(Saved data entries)
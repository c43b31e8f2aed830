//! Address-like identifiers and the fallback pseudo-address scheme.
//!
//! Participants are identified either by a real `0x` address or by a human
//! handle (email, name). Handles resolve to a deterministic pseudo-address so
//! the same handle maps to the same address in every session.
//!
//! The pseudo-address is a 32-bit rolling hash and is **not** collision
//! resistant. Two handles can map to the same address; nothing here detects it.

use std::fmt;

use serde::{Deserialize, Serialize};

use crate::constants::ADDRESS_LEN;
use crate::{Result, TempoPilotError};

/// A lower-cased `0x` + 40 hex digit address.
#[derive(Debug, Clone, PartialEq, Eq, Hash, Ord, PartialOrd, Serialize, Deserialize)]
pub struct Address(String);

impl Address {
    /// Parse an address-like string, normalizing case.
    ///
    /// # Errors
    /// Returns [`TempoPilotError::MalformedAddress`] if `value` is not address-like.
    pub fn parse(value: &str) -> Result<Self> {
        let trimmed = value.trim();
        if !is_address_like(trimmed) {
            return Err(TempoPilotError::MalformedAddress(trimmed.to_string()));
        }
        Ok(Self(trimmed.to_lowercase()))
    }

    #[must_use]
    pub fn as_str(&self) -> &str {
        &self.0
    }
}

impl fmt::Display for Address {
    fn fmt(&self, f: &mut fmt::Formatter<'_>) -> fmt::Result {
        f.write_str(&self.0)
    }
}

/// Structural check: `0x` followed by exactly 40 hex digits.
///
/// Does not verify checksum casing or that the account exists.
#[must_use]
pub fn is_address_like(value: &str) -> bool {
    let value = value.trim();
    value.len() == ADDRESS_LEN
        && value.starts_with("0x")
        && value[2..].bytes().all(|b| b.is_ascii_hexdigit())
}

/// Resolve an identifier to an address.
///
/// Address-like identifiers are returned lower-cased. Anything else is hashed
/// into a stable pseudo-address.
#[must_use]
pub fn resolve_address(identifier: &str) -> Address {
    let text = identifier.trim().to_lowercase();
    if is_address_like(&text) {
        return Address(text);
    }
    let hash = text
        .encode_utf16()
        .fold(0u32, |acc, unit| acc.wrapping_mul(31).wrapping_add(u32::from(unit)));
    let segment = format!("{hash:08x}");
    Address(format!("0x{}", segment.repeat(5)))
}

...

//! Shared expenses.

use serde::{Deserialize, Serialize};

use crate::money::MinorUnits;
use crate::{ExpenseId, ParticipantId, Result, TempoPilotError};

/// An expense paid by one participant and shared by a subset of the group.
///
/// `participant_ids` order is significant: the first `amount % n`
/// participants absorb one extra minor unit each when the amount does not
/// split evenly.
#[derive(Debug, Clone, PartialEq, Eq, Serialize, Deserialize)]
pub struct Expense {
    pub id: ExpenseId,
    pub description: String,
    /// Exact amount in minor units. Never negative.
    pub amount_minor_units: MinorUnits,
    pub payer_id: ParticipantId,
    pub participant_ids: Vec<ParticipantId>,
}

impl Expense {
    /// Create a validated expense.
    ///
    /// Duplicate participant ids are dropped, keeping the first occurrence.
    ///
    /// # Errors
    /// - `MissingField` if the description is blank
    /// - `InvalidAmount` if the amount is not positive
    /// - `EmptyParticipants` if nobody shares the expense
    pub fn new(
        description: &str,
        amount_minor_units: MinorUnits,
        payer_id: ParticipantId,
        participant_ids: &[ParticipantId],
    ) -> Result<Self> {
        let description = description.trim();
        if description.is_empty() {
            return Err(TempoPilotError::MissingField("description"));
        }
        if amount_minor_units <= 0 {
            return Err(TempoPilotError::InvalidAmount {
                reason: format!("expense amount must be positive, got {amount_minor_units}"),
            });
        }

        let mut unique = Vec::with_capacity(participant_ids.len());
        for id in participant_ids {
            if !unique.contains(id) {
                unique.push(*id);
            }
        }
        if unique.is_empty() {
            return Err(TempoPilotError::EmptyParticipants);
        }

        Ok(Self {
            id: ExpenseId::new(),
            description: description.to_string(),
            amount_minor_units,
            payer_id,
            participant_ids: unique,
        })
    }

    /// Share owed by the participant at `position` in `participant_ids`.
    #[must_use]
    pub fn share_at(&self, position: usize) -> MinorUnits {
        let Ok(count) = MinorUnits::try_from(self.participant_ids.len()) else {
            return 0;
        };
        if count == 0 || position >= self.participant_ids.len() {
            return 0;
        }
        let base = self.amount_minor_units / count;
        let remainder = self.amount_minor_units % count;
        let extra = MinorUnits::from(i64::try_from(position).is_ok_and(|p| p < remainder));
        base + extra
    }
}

--

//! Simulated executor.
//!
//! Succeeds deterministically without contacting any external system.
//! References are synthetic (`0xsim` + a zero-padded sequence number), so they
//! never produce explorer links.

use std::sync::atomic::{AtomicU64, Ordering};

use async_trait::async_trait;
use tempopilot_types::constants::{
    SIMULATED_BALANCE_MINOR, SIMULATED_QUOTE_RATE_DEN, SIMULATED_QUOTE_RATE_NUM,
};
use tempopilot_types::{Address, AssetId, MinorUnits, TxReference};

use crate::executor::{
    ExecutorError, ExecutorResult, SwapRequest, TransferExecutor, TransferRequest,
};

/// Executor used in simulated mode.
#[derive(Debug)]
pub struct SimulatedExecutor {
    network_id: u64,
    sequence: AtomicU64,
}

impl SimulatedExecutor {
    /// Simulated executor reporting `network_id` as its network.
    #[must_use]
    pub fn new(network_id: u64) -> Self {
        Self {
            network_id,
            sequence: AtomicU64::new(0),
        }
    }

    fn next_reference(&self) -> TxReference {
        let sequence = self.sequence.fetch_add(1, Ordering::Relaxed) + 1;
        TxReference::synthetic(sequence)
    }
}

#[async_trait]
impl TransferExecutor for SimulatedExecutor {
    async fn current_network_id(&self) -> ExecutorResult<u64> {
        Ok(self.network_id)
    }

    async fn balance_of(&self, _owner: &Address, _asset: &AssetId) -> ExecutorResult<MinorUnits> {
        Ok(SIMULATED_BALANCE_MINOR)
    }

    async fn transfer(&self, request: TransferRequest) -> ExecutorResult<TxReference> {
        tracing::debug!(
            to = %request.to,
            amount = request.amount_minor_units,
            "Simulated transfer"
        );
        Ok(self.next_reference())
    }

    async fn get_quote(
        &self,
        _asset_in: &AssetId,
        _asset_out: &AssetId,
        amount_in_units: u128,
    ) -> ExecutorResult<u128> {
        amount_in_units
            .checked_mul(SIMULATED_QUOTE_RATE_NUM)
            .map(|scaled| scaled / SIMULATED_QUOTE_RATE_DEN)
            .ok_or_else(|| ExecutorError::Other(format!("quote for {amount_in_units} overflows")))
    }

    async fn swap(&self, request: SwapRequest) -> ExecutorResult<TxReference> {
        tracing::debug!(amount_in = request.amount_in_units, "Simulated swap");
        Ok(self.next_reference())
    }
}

◆ **Work task**: State how many lines of the records above hold the word "first", adding nothing beyond the number.

◆ **Answer box**: 2